What I noticed is a few things
Someone had unplugged one of my ti routers from the network as well as a tretakt smart plug which was also showing as a missing router. I am sure this caused a lot of things to have to re-build their routes. I have put them both back.
I had recently taken the number of devices to 51. I dropped it to 49 as I have seen comments about 50 in the past being a point of instability.
I am running a dongle E with EZSP 6.10.3 build 297 as the co-ordinator. I think this is not latest firmware! But see point about stability. I don’t know if that firmware had a 50 device limit or a 200 device limit, but the 51 devices might be the thing that really introduced instability. I have taken two devices out so now its back to 49.
Short of throwing the kitchen sink at it, firmware upgrades, etc etc possibly I could spend hours on this , I am wondering if anyone knows about firmware versions vs. EZSP device limits. Many places say I should be able to get to 200. I have new devices in a drawer that I want to add to the network. I also have another dongle and could maybe create 2 networks if 50 is a problematic threshold.
Given I have a spare dongle I am wondering what is the most seamless way to get to an upgraded co-ordinator, can I flash that with new firmware and then swap them with minimal downtime. …
Thanks – its all back and stable, under observation ; I used the log file to detect zigbee send timeouts and reset offending devices until all gone.
I wonder if the co-ordinator somehow got itself tied in knots and was dropping routes back to devices. My observations suggest that in all cases the devices could transmit packets but not receive them.
I think I will ready up an upgraded co-ordinator and follow the radio migration procedure. I will give it a week before I tentatively go back above 50 devices. My expectation is the mesh is better at self healing than what I have seen happen!
Update; I haven’t yet updated the co-ordinator, but I did unplug it, restart it and then restart HA. Having gone through this process I still had some sonoff battery TRV devices that were completely asymmetric in nature – they send updates but don’t receive any packets from the mesh. I tried re-pairing them, this process semi worked but did not complete. It only completed after removing their batteries and re-installing them. It makes me think the resiliency issue is with the firmware on these devices really and not the rest of the mesh, it is as if they are in a crashed state of some form until they have been reset/re-paired.
I am going to wait for another occurence, I am wondering what manual debug options there are, is there a zigbee equivalent of “trace route” so that I can figure out if I have a router that is misbehaving. Seems like the devices themselves though that need to be more resilient.
edit: view network often shows these devices as green but not connected to anything – could be related
Still havent updated the co ordinator BUT have become very suspiscious of a router on the network
The router is a Dongle-P (texas instruments) flashed with router firmware. I think it is going into some kind of asymmetric state. I removed it from the network and dropped a tretakt smart plug in the same location.
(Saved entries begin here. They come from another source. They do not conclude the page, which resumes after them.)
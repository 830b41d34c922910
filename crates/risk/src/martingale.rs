use serde::{Deserialize, Serialize};
use tracing::{info, warn};

use common::{Signal, TradeAction, TradeExecutor, TradeResult};

/// How many supporting rows are logged as trade rationale.
const RATIONALE_ROWS: usize = 5;

/// User-configurable ladder parameters.
#[derive(Debug, Clone, PartialEq, Serialize, Deserialize)]
pub struct MartingaleConfig {
    /// Stake of the first attempt.
    pub base_stake: f64,
    /// Maximum number of attempts in one ladder (>= 1).
    pub level_cap: u32,
    /// Option expiry in seconds, identical for every attempt.
    pub expiry_secs: u64,
}

impl Default for MartingaleConfig {
    fn default() -> Self {
        Self {
            base_stake: 1.0,
            level_cap: 3,
            expiry_secs: 60,
        }
    }
}

impl MartingaleConfig {
    /// Stake at 1-based `level`: `base_stake * 2^(level - 1)`.
    pub fn stake_for_level(&self, level: u32) -> f64 {
        self.base_stake * 2f64.powi(level.saturating_sub(1) as i32)
    }
}

/// Ladder state. `Active` is the only non-terminal state.
#[derive(Debug, Clone, Copy, PartialEq, Eq, Serialize, Deserialize)]
pub enum LadderState {
    Active(u32),
    Won,
    Lost,
    Aborted,
}

impl std::fmt::Display for LadderState {
    fn fmt(&self, f: &mut std::fmt::Formatter<'_>) -> std::fmt::Result {
        match self {
            LadderState::Active(level) => write!(f, "active (level {level})"),
            LadderState::Won => write!(f, "won"),
            LadderState::Lost => write!(f, "lost"),
            LadderState::Aborted => write!(f, "aborted"),
        }
    }
}

/// One executor call within a ladder.
#[derive(Debug, Clone, PartialEq, Serialize, Deserialize)]
pub struct Attempt {
    pub level: u32,
    pub stake: f64,
    pub trade_id: Option<String>,
    pub result: TradeResult,
}

/// Summary of a finished ladder.
#[derive(Debug, Clone, PartialEq, Serialize, Deserialize)]
pub struct LadderReport {
    pub pair: String,
    pub action: TradeAction,
    pub state: LadderState,
    pub attempts: Vec<Attempt>,
}

impl LadderReport {
    pub fn stakes(&self) -> Vec<f64> {
        self.attempts.iter().map(|a| a.stake).collect()
    }

    pub fn total_staked(&self) -> f64 {
        self.attempts
            .iter()
            .filter(|a| a.result != TradeResult::PlacementFailed)
            .map(|a| a.stake)
            .sum()
    }
}

/// Mutable ladder state for one signal. Owned by a single `run` call.
#[derive(Debug, Clone)]
pub struct MartingaleSession {
    pub pair: String,
    pub action: TradeAction,
    pub level: u32,
    pub stake: f64,
    pub level_cap: u32,
}

impl MartingaleSession {
    fn open(signal: &Signal, config: &MartingaleConfig) -> Self {
        Self {
            pair: signal.pair.clone(),
            action: signal.action,
            level: 1,
            stake: config.base_stake,
            level_cap: config.level_cap.max(1),
        }
    }

    /// Apply one attempt result and return the next state.
    fn advance(&mut self, result: TradeResult) -> LadderState {
        match result {
            TradeResult::PlacementFailed => LadderState::Aborted,
            TradeResult::Win => LadderState::Won,
            TradeResult::Loss if self.level >= self.level_cap => LadderState::Lost,
            TradeResult::Loss => {
                self.level += 1;
                self.stake *= 2.0;
                LadderState::Active(self.level)
            }
        }
    }
}

/// Drives a martingale ladder of trade attempts for one signal.
///
/// Every loss below the cap doubles the stake and retries the same pair and
/// action. The ladder stops on the first win, on a placement failure, or
/// after `level_cap` losses. Nothing carries over to the next signal.
#[derive(Debug, Clone, Default)]
pub struct MartingaleController {
    config: MartingaleConfig,
}

impl MartingaleController {
    pub fn new(config: MartingaleConfig) -> Self {
        Self { config }
    }

    pub async fn run(&self, executor: &dyn TradeExecutor, signal: &Signal) -> LadderReport {
        self.log_rationale(signal);

        let mut session = MartingaleSession::open(signal, &self.config);
        let mut attempts = Vec::new();

        let state = loop {
            info!(
                pair = %session.pair,
                action = %session.action,
                level = session.level,
                stake = session.stake,
                "Placing martingale attempt"
            );
            let outcome = executor
                .execute(
                    session.stake,
                    &session.pair,
                    session.action,
                    self.config.expiry_secs,
                )
                .await;

            let (trade_id, result) = match outcome {
                Some(o) => (Some(o.trade_id), o.result),
                None => (None, TradeResult::PlacementFailed),
            };
            attempts.push(Attempt {
                level: session.level,
                stake: session.stake,
                trade_id,
                result,
            });

            match session.advance(result) {
                LadderState::Active(level) => {
                    info!(pair = %session.pair, next_level = level, next_stake = session.stake, "Loss, escalating stake");
                }
                terminal => break terminal,
            }
        };

        match state {
            LadderState::Won => info!(pair = %session.pair, level = session.level, "WIN, resetting to base stake"),
            LadderState::Lost => warn!(pair = %session.pair, levels = session.level, "LOSS, ladder exhausted, resetting"),
            LadderState::Aborted => warn!(pair = %session.pair, level = session.level, "Ladder aborted after placement failure"),
            LadderState::Active(_) => {}
        }

        LadderReport {
            pair: session.pair,
            action: session.action,
            state,
            attempts,
        }
    }

    fn log_rationale(&self, signal: &Signal) {
        let table = signal
            .tail(RATIONALE_ROWS)
            .iter()
            .map(|row| row.to_string())
            .collect::<Vec<_>>()
            .join("\n");
        info!(pair = %signal.pair, action = %signal.action, "Data leading to trade decision:\n{table}");
    }
}

// ─── Tests ────────────────────────────────────────────────────────────────────

#[cfg(test)]
mod tests {
    use super::*;
    use std::collections::VecDeque;
    use std::sync::Mutex;

    use async_trait::async_trait;
    use common::TradeOutcome;

    /// Executor that replays scripted results and records the stakes it saw.
    /// `None` in the script simulates a placement failure.
    struct ScriptedExecutor {
        script: Mutex<VecDeque<Option<TradeResult>>>,
        stakes: Mutex<Vec<f64>>,
    }

    impl ScriptedExecutor {
        fn new(script: Vec<Option<TradeResult>>) -> Self {
            Self {
                script: Mutex::new(script.into()),
                stakes: Mutex::new(Vec::new()),
            }
        }

        fn stakes(&self) -> Vec<f64> {
            self.stakes.lock().unwrap().clone()
        }
    }

    #[async_trait]
    impl TradeExecutor for ScriptedExecutor {
        async fn execute(
            &self,
            stake: f64,
            _pair: &str,
            _action: TradeAction,
            _expiry_secs: u64,
        ) -> Option<TradeOutcome> {
            let mut stakes = self.stakes.lock().unwrap();
            stakes.push(stake);
            let next = self.script.lock().unwrap().pop_front().flatten()?;
            Some(TradeOutcome {
                trade_id: format!("trade-{}", stakes.len()),
                result: next,
            })
        }
    }

    fn signal() -> Signal {
        Signal {
            pair: "EURUSD".into(),
            action: TradeAction::Call,
            supporting: Vec::new(),
        }
    }

    fn controller(level_cap: u32) -> MartingaleController {
        MartingaleController::new(MartingaleConfig {
            base_stake: 1.0,
            level_cap,
            expiry_secs: 60,
        })
    }

    #[tokio::test]
    async fn win_on_third_level() {
        use TradeResult::*;
        let executor = ScriptedExecutor::new(vec![Some(Loss), Some(Loss), Some(Win)]);

        let report = controller(3).run(&executor, &signal()).await;

        assert_eq!(report.state, LadderState::Won);
        assert_eq!(executor.stakes(), vec![1.0, 2.0, 4.0]);
        assert_eq!(report.stakes(), vec![1.0, 2.0, 4.0]);
        assert_eq!(report.attempts[2].trade_id.as_deref(), Some("trade-3"));
    }

    #[tokio::test]
    async fn exhausted_ladder_stops_at_cap() {
        use TradeResult::*;
        let executor = ScriptedExecutor::new(vec![Some(Loss), Some(Loss), Some(Loss), Some(Win)]);

        let report = controller(3).run(&executor, &signal()).await;

        assert_eq!(report.state, LadderState::Lost);
        assert_eq!(executor.stakes(), vec![1.0, 2.0, 4.0], "no 4th attempt");
        assert_eq!(report.total_staked(), 7.0);
    }

    #[tokio::test]
    async fn placement_failure_aborts_immediately() {
        let executor = ScriptedExecutor::new(vec![None, Some(TradeResult::Win)]);

        let report = controller(3).run(&executor, &signal()).await;

        assert_eq!(report.state, LadderState::Aborted);
        assert_eq!(report.attempts.len(), 1);
        assert_eq!(report.attempts[0].result, TradeResult::PlacementFailed);
        assert!(report.attempts[0].trade_id.is_none());
        assert_eq!(report.total_staked(), 0.0);
    }

    #[tokio::test]
    async fn placement_failure_mid_ladder_keeps_previous_attempts() {
        use TradeResult::*;
        let executor = ScriptedExecutor::new(vec![Some(Loss), None]);

        let report = controller(3).run(&executor, &signal()).await;

        assert_eq!(report.state, LadderState::Aborted);
        assert_eq!(report.stakes(), vec![1.0, 2.0]);
    }

    #[tokio::test]
    async fn first_win_stops_ladder() {
        let executor = ScriptedExecutor::new(vec![Some(TradeResult::Win)]);

        let report = controller(5).run(&executor, &signal()).await;

        assert_eq!(report.state, LadderState::Won);
        assert_eq!(executor.stakes(), vec![1.0]);
    }

    #[tokio::test]
    async fn cap_of_one_never_escalates() {
        let executor = ScriptedExecutor::new(vec![Some(TradeResult::Loss)]);

        let report = controller(1).run(&executor, &signal()).await;

        assert_eq!(report.state, LadderState::Lost);
        assert_eq!(executor.stakes(), vec![1.0]);
    }

    #[test]
    fn stake_for_level_doubles() {
        let cfg = MartingaleConfig {
            base_stake: 2.5,
            ..MartingaleConfig::default()
        };
        assert_eq!(cfg.stake_for_level(1), 2.5);
        assert_eq!(cfg.stake_for_level(2), 5.0);
        assert_eq!(cfg.stake_for_level(4), 20.0);
    }
}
Things are stable again but we will see.
I wonder if I could have found it quicker with any of the ZHA debug features.
That was it. One router doing bad things. Now removed.
Not only has the network been stable I have seen a lot of SELF HEALING of any issues e.g. with radiator valves which I have not seen before.
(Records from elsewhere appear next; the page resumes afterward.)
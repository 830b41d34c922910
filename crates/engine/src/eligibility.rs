use serde_json::Value;
use tracing::{debug, error, info};

use common::{EligibleInstrument, Error, Result};

// Positions inside one PocketOption asset record.
const NAME_IDX: usize = 1;
const ASSET_CLASS_IDX: usize = 3;
const PAYOUT_IDX: usize = 5;
const ACTIVE_IDX: usize = 14;

const OTC_SUFFIX: &str = "_otc";
const CURRENCY_CLASS: &str = "currency";

/// One instrument record from the broker payout table.
#[derive(Debug, Clone, PartialEq)]
pub struct PayoutEntry {
    pub name: String,
    pub asset_class: String,
    pub payout_percent: f64,
    pub active: bool,
}

impl PayoutEntry {
    fn from_record(record: &Value) -> Result<Self> {
        let fields = record
            .as_array()
            .ok_or_else(|| Error::Broker(format!("payout record is not an array: {record}")))?;
        let field = |idx: usize| {
            fields
                .get(idx)
                .ok_or_else(|| Error::Broker(format!("payout record has no field {idx}")))
        };

        Ok(Self {
            name: field(NAME_IDX)?
                .as_str()
                .ok_or_else(|| Error::Broker("payout record name is not a string".into()))?
                .to_string(),
            asset_class: field(ASSET_CLASS_IDX)?
                .as_str()
                .ok_or_else(|| Error::Broker("payout record asset class is not a string".into()))?
                .to_string(),
            payout_percent: field(PAYOUT_IDX)?
                .as_f64()
                .ok_or_else(|| Error::Broker("payout record payout is not a number".into()))?,
            active: field(ACTIVE_IDX)?
                .as_bool()
                .ok_or_else(|| Error::Broker("payout record active flag is not a bool".into()))?,
        })
    }

    fn is_eligible(&self, min_payout: f64) -> bool {
        !self.name.ends_with(OTC_SUFFIX)
            && self.asset_class == CURRENCY_CLASS
            && self.active
            && self.payout_percent >= min_payout
    }
}

/// Parse the raw `updateAssets` payload: a JSON array of fixed-position records.
pub fn parse_feed(raw: &str) -> Result<Vec<PayoutEntry>> {
    let value: Value = serde_json::from_str(raw)?;
    let records = value
        .as_array()
        .ok_or_else(|| Error::Broker("payout feed is not an array".into()))?;
    records.iter().map(PayoutEntry::from_record).collect()
}

/// Instruments currently worth trading, in the order they first became eligible.
///
/// Owned by the cycle orchestrator; `refresh` is the only writer.
#[derive(Debug, Clone)]
pub struct EligibleSet {
    min_payout: f64,
    instruments: Vec<EligibleInstrument>,
}

impl EligibleSet {
    pub fn new(min_payout: f64) -> Self {
        Self {
            min_payout,
            instruments: Vec::new(),
        }
    }

    /// Apply a raw payout feed. Returns `false` and leaves the set untouched
    /// when the feed cannot be parsed.
    pub fn refresh(&mut self, raw_feed: &str) -> bool {
        let entries = match parse_feed(raw_feed) {
            Ok(entries) => entries,
            Err(e) => {
                error!(error = %e, "Failed to parse payout data");
                return false;
            }
        };

        for entry in entries {
            if entry.is_eligible(self.min_payout) {
                self.upsert(entry);
            } else if let Some(idx) = self.position(&entry.name) {
                let removed = self.instruments.remove(idx);
                info!(pair = %removed.symbol, payout = entry.payout_percent, active = entry.active, "Pair no longer eligible");
            }
        }
        debug!(eligible = self.instruments.len(), "Eligible set refreshed");
        true
    }

    pub fn symbols(&self) -> Vec<String> {
        self.instruments.iter().map(|i| i.symbol.clone()).collect()
    }

    pub fn get(&self, symbol: &str) -> Option<&EligibleInstrument> {
        self.instruments.iter().find(|i| i.symbol == symbol)
    }

    pub fn len(&self) -> usize {
        self.instruments.len()
    }

    pub fn is_empty(&self) -> bool {
        self.instruments.is_empty()
    }

    fn position(&self, symbol: &str) -> Option<usize> {
        self.instruments.iter().position(|i| i.symbol == symbol)
    }

    fn upsert(&mut self, entry: PayoutEntry) {
        match self.position(&entry.name) {
            Some(idx) => self.instruments[idx].payout_percent = entry.payout_percent,
            None => {
                info!(pair = %entry.name, payout = entry.payout_percent, "Pair became eligible");
                self.instruments.push(EligibleInstrument {
                    symbol: entry.name,
                    payout_percent: entry.payout_percent,
                    asset_class: entry.asset_class,
                });
            }
        }
    }
}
So now I need to remove the other one of these routers, an itead dongle-P running the z-stack router firmware. This needs to go.
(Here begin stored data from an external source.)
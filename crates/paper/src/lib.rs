use std::collections::HashMap;
use std::sync::Arc;

use async_trait::async_trait;
use chrono::{DateTime, Utc};
use serde_json::{json, Value};
use tokio::sync::RwLock;
use tracing::{debug, info, warn};
use uuid::Uuid;

use common::{
    BrokerClient, Clock, Error, MarketData, OutcomeStatus, Placement, Result, TradeAction,
    TradeResult,
};

/// Candles requested when sampling the latest price.
const PRICE_SAMPLE: usize = 2;

#[derive(Debug, Clone)]
struct PaperTrade {
    pair: String,
    action: TradeAction,
    stake: f64,
    payout_percent: f64,
    entry_price: f64,
    expires_at: DateTime<Utc>,
    settled: Option<TradeResult>,
}

/// Simulated binary-options broker for paper trading.
///
/// Entry and exit prices are the latest close from the market-data provider.
/// No real orders are ever sent to PocketOption.
pub struct PaperBroker {
    market: Arc<dyn MarketData>,
    clock: Arc<dyn Clock>,
    period_secs: u64,
    /// Configured payout per pair, in feed order.
    payouts: Vec<(String, f64)>,
    /// Simulated account balance.
    balance: Arc<RwLock<f64>>,
    trades: RwLock<HashMap<String, PaperTrade>>,
    connected: RwLock<bool>,
}

impl PaperBroker {
    pub fn new(
        market: Arc<dyn MarketData>,
        clock: Arc<dyn Clock>,
        payouts: Vec<(String, f64)>,
        initial_balance: f64,
        period_secs: u64,
    ) -> Self {
        info!(
            balance = initial_balance,
            pairs = payouts.len(),
            "PaperBroker initialized"
        );
        Self {
            market,
            clock,
            period_secs,
            payouts,
            balance: Arc::new(RwLock::new(initial_balance)),
            trades: RwLock::new(HashMap::new()),
            connected: RwLock::new(false),
        }
    }

    pub async fn balance(&self) -> f64 {
        *self.balance.read().await
    }

    async fn latest_close(&self, pair: &str) -> Result<f64> {
        let candles = self
            .market
            .fetch_candles(pair, self.period_secs, PRICE_SAMPLE)
            .await?;
        candles
            .last()
            .map(|c| c.close)
            .ok_or_else(|| Error::MarketData(format!("no price available for {pair}")))
    }

    fn payout_for(&self, pair: &str) -> Option<f64> {
        self.payouts
            .iter()
            .find(|(p, _)| p == pair)
            .map(|(_, payout)| *payout)
    }

    async fn ensure_connected(&self) -> Result<()> {
        if *self.connected.read().await {
            Ok(())
        } else {
            Err(Error::Broker("paper session not connected".into()))
        }
    }
}

/// Call wins above the entry, put wins below it; an unchanged price is not a loss.
fn settle(action: TradeAction, entry: f64, exit: f64) -> TradeResult {
    let lost = match action {
        TradeAction::Call => exit < entry,
        TradeAction::Put => exit > entry,
    };
    if lost {
        TradeResult::Loss
    } else {
        TradeResult::Win
    }
}

/// One record in the broker's fixed-position payout layout.
fn feed_record(idx: usize, pair: &str, payout: f64, updated_at: i64) -> Value {
    json!([idx, pair, pair, "currency", 2, payout, 60, 30, 3, 0, 170, 0, [], updated_at, true])
}

#[async_trait]
impl BrokerClient for PaperBroker {
    async fn connect(&self) -> Result<()> {
        *self.connected.write().await = true;
        debug!("Paper session opened");
        Ok(())
    }

    async fn disconnect(&self) -> Result<()> {
        *self.connected.write().await = false;
        debug!("Paper session closed");
        Ok(())
    }

    async fn place_order(
        &self,
        stake: f64,
        pair: &str,
        action: TradeAction,
        expiry_secs: u64,
    ) -> Result<Placement> {
        self.ensure_connected().await?;

        let Some(payout_percent) = self.payout_for(pair) else {
            warn!(pair, "Paper order rejected: pair not tradable");
            return Ok(Placement::rejected());
        };

        {
            let mut balance = self.balance.write().await;
            if stake <= 0.0 || stake > *balance {
                warn!(pair, stake, balance = *balance, "Paper order rejected: insufficient balance");
                return Ok(Placement::rejected());
            }
            *balance -= stake;
        }

        let entry_price = match self.latest_close(pair).await {
            Ok(price) => price,
            Err(e) => {
                *self.balance.write().await += stake;
                return Err(e);
            }
        };

        let trade_id = Uuid::new_v4().to_string();
        let expires_at = self.clock.now() + chrono::Duration::seconds(expiry_secs as i64);
        debug!(pair, %action, stake, entry = entry_price, %trade_id, "Paper option opened");

        self.trades.write().await.insert(
            trade_id.clone(),
            PaperTrade {
                pair: pair.to_string(),
                action,
                stake,
                payout_percent,
                entry_price,
                expires_at,
                settled: None,
            },
        );

        Ok(Placement::accepted(trade_id))
    }

    async fn poll_outcome(&self, trade_id: &str) -> Result<OutcomeStatus> {
        let trade = self
            .trades
            .read()
            .await
            .get(trade_id)
            .cloned()
            .ok_or_else(|| Error::Broker(format!("unknown paper trade {trade_id}")))?;

        if let Some(result) = trade.settled {
            return Ok(OutcomeStatus::Closed(result));
        }
        if self.clock.now() < trade.expires_at {
            return Ok(OutcomeStatus::Pending);
        }

        let exit_price = self.latest_close(&trade.pair).await?;
        let result = settle(trade.action, trade.entry_price, exit_price);
        if result == TradeResult::Win {
            *self.balance.write().await += trade.stake * (1.0 + trade.payout_percent / 100.0);
        }

        if let Some(stored) = self.trades.write().await.get_mut(trade_id) {
            stored.settled = Some(result);
        }
        let balance = self.balance().await;
        info!(
            pair = %trade.pair,
            %trade_id,
            entry = trade.entry_price,
            exit = exit_price,
            %result,
            balance,
            "Paper option settled"
        );
        Ok(OutcomeStatus::Closed(result))
    }

    async fn payout_feed(&self) -> Option<String> {
        if !*self.connected.read().await {
            return None;
        }
        let updated_at = self.clock.now().timestamp();
        let records: Vec<Value> = self
            .payouts
            .iter()
            .enumerate()
            .map(|(idx, (pair, payout))| feed_record(idx + 1, pair, *payout, updated_at))
            .collect();
        Some(Value::Array(records).to_string())
    }
}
By the way, 95% congested frequency band, lots of red connections on the ZHA network map, but its rock solid my error logs look better than they ever have. The problem is not interference or signal strength these devices are built to re-send and retry. The problem was a buggy router, there is something not right about the firmware on that device, maybe it cannot correctly handle the operating environment, everything else seems ok including Ikea Tretakt plugs and Candeo dimmer modules (these are brilliant, no neutral, standard module size, and they are also routers !!!).